_TASK PROMPT_
In the material below, find the line with "pub use parser::FileParser;" and the line with "#[derive(Debug, Error)]", then output those two lines and every line between them, exactly.

--- SUPPLIED DATA Enclosed Below ---

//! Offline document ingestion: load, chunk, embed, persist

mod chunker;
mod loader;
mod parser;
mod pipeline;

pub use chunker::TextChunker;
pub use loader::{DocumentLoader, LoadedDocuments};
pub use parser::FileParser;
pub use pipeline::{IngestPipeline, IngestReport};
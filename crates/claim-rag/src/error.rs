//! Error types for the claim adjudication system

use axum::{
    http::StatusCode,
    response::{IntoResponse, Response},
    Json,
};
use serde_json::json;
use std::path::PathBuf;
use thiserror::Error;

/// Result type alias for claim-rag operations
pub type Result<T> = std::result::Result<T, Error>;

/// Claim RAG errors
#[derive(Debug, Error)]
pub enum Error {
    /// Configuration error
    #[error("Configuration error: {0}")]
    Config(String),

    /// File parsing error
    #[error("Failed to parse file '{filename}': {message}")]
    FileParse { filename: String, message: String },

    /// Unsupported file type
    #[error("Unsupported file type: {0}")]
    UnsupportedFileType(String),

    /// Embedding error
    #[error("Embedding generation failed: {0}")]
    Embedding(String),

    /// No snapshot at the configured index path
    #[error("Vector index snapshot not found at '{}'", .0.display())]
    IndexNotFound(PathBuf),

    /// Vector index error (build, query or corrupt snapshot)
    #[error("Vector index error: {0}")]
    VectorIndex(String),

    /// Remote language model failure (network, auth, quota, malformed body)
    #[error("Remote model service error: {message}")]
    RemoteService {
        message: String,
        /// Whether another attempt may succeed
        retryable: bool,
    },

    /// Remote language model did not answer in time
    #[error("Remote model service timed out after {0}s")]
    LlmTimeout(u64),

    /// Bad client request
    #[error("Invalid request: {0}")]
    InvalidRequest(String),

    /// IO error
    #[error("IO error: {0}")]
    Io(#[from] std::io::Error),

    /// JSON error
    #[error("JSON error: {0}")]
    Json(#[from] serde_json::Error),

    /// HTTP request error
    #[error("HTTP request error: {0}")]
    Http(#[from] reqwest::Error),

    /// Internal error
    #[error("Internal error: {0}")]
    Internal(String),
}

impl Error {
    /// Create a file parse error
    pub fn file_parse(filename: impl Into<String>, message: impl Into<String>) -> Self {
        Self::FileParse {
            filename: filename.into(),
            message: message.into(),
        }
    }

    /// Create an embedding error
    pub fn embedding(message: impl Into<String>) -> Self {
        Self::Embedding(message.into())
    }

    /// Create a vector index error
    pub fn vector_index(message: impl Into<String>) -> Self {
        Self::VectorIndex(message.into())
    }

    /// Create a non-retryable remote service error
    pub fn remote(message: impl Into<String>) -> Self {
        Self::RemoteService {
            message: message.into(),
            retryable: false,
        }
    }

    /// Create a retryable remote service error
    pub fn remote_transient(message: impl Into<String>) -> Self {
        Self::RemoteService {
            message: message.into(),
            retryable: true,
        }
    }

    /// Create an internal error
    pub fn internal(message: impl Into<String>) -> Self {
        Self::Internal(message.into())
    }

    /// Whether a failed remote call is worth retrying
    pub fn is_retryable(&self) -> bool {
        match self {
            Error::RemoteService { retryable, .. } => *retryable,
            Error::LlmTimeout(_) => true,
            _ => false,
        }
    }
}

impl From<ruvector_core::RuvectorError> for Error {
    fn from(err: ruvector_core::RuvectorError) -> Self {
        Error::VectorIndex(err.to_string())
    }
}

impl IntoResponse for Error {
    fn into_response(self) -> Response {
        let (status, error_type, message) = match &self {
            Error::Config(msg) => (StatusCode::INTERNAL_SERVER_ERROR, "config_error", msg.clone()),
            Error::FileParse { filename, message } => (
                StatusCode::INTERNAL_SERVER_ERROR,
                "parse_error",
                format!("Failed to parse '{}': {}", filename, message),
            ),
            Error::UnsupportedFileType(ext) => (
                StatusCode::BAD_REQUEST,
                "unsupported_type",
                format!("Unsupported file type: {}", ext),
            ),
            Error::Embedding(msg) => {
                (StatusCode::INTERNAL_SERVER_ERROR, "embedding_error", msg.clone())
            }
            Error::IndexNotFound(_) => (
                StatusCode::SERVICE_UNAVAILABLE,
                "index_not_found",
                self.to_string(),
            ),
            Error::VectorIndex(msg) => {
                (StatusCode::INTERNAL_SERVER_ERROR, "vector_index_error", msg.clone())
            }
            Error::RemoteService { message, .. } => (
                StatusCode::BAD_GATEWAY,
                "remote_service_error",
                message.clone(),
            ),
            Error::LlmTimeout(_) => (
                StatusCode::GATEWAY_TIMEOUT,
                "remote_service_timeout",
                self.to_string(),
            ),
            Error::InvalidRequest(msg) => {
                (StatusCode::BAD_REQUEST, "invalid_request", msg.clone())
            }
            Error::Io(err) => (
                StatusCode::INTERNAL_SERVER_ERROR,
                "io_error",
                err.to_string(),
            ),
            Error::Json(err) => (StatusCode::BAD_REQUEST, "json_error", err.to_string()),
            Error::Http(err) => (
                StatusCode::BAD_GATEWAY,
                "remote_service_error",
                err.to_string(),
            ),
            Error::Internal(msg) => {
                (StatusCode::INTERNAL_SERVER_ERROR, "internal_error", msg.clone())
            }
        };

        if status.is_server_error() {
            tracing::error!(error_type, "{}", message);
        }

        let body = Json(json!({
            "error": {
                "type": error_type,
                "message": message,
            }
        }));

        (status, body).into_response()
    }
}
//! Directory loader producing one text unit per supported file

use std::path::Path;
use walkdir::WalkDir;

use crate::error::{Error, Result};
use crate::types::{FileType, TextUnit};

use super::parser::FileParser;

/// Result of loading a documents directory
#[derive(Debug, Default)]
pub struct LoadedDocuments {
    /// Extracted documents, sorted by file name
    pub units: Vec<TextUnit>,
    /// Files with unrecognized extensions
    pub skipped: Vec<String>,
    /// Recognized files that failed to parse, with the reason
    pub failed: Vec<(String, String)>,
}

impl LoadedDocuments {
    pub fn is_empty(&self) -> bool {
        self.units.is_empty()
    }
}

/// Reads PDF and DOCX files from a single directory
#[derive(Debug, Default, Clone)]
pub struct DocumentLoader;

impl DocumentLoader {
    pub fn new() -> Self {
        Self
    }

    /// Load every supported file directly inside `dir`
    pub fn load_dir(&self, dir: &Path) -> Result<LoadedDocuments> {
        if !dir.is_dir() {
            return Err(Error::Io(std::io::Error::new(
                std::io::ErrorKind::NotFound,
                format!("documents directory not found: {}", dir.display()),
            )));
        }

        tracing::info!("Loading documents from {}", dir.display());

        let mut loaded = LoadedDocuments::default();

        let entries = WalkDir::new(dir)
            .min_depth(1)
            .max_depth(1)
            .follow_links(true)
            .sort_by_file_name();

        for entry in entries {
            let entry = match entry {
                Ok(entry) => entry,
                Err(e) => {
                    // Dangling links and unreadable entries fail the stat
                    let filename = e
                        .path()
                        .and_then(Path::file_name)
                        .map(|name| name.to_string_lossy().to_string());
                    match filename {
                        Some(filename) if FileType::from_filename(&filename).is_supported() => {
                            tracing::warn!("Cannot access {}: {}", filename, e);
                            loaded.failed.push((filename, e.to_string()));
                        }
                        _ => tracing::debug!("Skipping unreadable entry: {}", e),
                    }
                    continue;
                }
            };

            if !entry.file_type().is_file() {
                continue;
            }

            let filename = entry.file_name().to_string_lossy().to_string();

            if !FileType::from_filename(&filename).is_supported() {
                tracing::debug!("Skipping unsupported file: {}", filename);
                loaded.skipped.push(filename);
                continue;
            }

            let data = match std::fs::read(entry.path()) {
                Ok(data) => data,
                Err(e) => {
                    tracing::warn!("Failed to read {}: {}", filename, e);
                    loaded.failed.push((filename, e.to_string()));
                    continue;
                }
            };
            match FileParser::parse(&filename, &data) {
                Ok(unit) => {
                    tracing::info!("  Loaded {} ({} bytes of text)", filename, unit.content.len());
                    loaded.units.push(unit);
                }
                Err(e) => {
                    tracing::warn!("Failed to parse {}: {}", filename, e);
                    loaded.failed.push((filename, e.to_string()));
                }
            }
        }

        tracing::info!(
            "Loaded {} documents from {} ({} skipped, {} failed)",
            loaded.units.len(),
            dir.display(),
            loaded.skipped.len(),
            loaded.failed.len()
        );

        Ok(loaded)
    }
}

--- End of Enclosed SUPPLIED DATA ---

_OUTPUT OF THE EXERCISE_
pub use parser::FileParser;
pub use pipeline::{IngestPipeline, IngestReport};
filename crates/claim-rag/src/error.rs
//! Error types for the claim adjudication system

use axum::{
    http::StatusCode,
    response::{IntoResponse, Response},
    Json,
};
use serde_json::json;
use std::path::PathBuf;
use thiserror::Error;

/// Result type alias for claim-rag operations
pub type Result<T> = std::result::Result<T, Error>;

/// Claim RAG errors
#[derive(Debug, Error)]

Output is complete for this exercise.